(SUPPLIED RECORDS begins)
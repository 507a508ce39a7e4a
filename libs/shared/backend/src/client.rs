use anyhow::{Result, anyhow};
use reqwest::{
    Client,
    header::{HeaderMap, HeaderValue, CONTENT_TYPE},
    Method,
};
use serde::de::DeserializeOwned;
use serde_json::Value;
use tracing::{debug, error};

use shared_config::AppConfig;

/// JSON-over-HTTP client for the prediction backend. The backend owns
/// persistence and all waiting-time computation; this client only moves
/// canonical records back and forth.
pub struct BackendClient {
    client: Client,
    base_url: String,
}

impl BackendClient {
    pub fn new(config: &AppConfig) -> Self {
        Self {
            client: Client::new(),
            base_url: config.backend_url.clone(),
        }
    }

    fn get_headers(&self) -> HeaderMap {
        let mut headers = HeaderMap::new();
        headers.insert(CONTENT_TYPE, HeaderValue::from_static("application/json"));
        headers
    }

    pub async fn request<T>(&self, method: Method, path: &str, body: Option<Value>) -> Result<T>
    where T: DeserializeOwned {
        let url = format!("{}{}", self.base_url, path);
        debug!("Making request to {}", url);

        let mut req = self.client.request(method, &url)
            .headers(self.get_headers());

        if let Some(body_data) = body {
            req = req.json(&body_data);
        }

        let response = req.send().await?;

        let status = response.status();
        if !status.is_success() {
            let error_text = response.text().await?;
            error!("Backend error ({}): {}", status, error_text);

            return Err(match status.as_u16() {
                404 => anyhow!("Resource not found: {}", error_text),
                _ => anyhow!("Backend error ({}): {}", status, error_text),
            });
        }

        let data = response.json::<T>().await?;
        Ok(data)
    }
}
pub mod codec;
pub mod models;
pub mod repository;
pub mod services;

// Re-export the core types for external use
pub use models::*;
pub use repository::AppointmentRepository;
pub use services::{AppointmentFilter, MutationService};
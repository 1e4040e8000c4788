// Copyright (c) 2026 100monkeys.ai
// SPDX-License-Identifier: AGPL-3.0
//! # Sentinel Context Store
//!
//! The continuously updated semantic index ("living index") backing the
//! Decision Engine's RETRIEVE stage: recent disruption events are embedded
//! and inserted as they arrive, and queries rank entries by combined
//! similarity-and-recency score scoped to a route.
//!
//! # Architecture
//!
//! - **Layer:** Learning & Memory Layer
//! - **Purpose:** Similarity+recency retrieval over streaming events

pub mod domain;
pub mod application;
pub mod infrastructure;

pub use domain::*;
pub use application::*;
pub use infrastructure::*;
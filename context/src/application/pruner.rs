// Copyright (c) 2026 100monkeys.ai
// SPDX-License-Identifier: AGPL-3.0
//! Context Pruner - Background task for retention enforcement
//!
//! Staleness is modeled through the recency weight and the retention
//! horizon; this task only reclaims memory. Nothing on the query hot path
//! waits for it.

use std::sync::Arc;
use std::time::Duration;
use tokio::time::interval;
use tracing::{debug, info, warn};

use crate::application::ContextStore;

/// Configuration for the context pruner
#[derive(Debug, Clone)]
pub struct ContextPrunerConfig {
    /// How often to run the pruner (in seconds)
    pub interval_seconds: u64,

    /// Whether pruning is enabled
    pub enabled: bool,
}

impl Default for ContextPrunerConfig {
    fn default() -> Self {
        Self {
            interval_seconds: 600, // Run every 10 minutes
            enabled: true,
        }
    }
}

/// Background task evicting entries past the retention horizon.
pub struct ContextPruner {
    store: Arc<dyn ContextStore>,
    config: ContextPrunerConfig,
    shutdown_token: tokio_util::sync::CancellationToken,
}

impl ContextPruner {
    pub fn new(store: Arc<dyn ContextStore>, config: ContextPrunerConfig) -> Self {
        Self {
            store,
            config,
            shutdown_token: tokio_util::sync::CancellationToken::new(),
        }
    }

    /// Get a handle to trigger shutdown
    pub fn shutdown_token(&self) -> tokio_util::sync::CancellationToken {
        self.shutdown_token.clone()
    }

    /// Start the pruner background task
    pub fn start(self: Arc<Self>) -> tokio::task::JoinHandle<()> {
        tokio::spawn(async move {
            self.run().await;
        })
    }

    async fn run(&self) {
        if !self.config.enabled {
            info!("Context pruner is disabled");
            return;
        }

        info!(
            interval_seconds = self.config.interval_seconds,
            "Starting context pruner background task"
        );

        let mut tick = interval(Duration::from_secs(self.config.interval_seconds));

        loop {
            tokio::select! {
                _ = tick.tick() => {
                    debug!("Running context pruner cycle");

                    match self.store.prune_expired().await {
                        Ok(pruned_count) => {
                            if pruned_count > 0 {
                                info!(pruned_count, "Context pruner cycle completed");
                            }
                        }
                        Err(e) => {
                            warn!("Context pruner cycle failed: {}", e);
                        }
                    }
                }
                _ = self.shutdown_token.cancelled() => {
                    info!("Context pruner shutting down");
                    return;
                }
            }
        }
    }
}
(SUPPLIED RECORDS ends)
(SUPPLIED RECORDS begins)
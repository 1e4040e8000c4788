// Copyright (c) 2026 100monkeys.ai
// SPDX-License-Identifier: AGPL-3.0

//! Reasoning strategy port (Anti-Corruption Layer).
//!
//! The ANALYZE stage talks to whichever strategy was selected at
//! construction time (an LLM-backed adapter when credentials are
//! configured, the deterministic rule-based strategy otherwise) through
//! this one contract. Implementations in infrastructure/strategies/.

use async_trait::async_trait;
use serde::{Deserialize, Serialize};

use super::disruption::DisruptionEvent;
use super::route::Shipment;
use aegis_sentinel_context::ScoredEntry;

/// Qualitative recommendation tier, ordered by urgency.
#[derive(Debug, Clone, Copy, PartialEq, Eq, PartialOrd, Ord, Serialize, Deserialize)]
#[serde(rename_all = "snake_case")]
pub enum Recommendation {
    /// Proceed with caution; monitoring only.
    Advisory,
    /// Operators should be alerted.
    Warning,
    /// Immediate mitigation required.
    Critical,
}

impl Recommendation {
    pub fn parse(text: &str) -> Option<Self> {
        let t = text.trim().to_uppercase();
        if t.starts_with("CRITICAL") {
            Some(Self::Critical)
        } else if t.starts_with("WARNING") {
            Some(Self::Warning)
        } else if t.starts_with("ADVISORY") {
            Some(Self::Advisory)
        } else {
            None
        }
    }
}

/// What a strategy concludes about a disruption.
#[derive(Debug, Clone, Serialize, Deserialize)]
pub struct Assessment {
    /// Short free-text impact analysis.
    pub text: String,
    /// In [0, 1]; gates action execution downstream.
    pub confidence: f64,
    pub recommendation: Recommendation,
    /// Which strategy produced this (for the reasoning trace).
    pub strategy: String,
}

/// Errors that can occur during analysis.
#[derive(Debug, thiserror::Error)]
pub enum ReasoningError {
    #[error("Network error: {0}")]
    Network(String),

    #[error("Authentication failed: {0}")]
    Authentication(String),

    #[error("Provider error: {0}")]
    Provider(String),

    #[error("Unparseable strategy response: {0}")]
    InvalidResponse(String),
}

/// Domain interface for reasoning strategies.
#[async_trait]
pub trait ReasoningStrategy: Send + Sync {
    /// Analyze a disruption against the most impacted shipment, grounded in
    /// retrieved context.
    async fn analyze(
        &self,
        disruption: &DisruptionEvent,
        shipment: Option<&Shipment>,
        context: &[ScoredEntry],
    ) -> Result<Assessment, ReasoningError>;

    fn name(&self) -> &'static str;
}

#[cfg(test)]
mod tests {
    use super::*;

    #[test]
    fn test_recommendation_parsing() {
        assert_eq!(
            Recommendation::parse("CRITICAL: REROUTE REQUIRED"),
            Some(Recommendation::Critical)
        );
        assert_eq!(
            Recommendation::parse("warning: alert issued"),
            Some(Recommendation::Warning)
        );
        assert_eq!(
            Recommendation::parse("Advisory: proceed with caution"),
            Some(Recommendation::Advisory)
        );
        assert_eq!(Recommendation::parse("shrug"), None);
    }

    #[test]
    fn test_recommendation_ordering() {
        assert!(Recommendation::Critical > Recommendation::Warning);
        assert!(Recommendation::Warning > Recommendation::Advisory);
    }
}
(SUPPLIED RECORDS ends)
WORK INSTRUCTIONS :: Retype, exactly and in full, the lines above from the one containing "repository 507a508ce39a7e4a" through the one containing "The backend owns".

COMPLETED EXERCISE ::
repository 507a508ce39a7e4a
filename libs/shared/backend/src/client.rs
use anyhow::{Result, anyhow};
use reqwest::{
    Client,
    header::{HeaderMap, HeaderValue, CONTENT_TYPE},
    Method,
};
use serde::de::DeserializeOwned;
use serde_json::Value;
use tracing::{debug, error};

use shared_config::AppConfig;

/// JSON-over-HTTP client for the prediction backend. The backend owns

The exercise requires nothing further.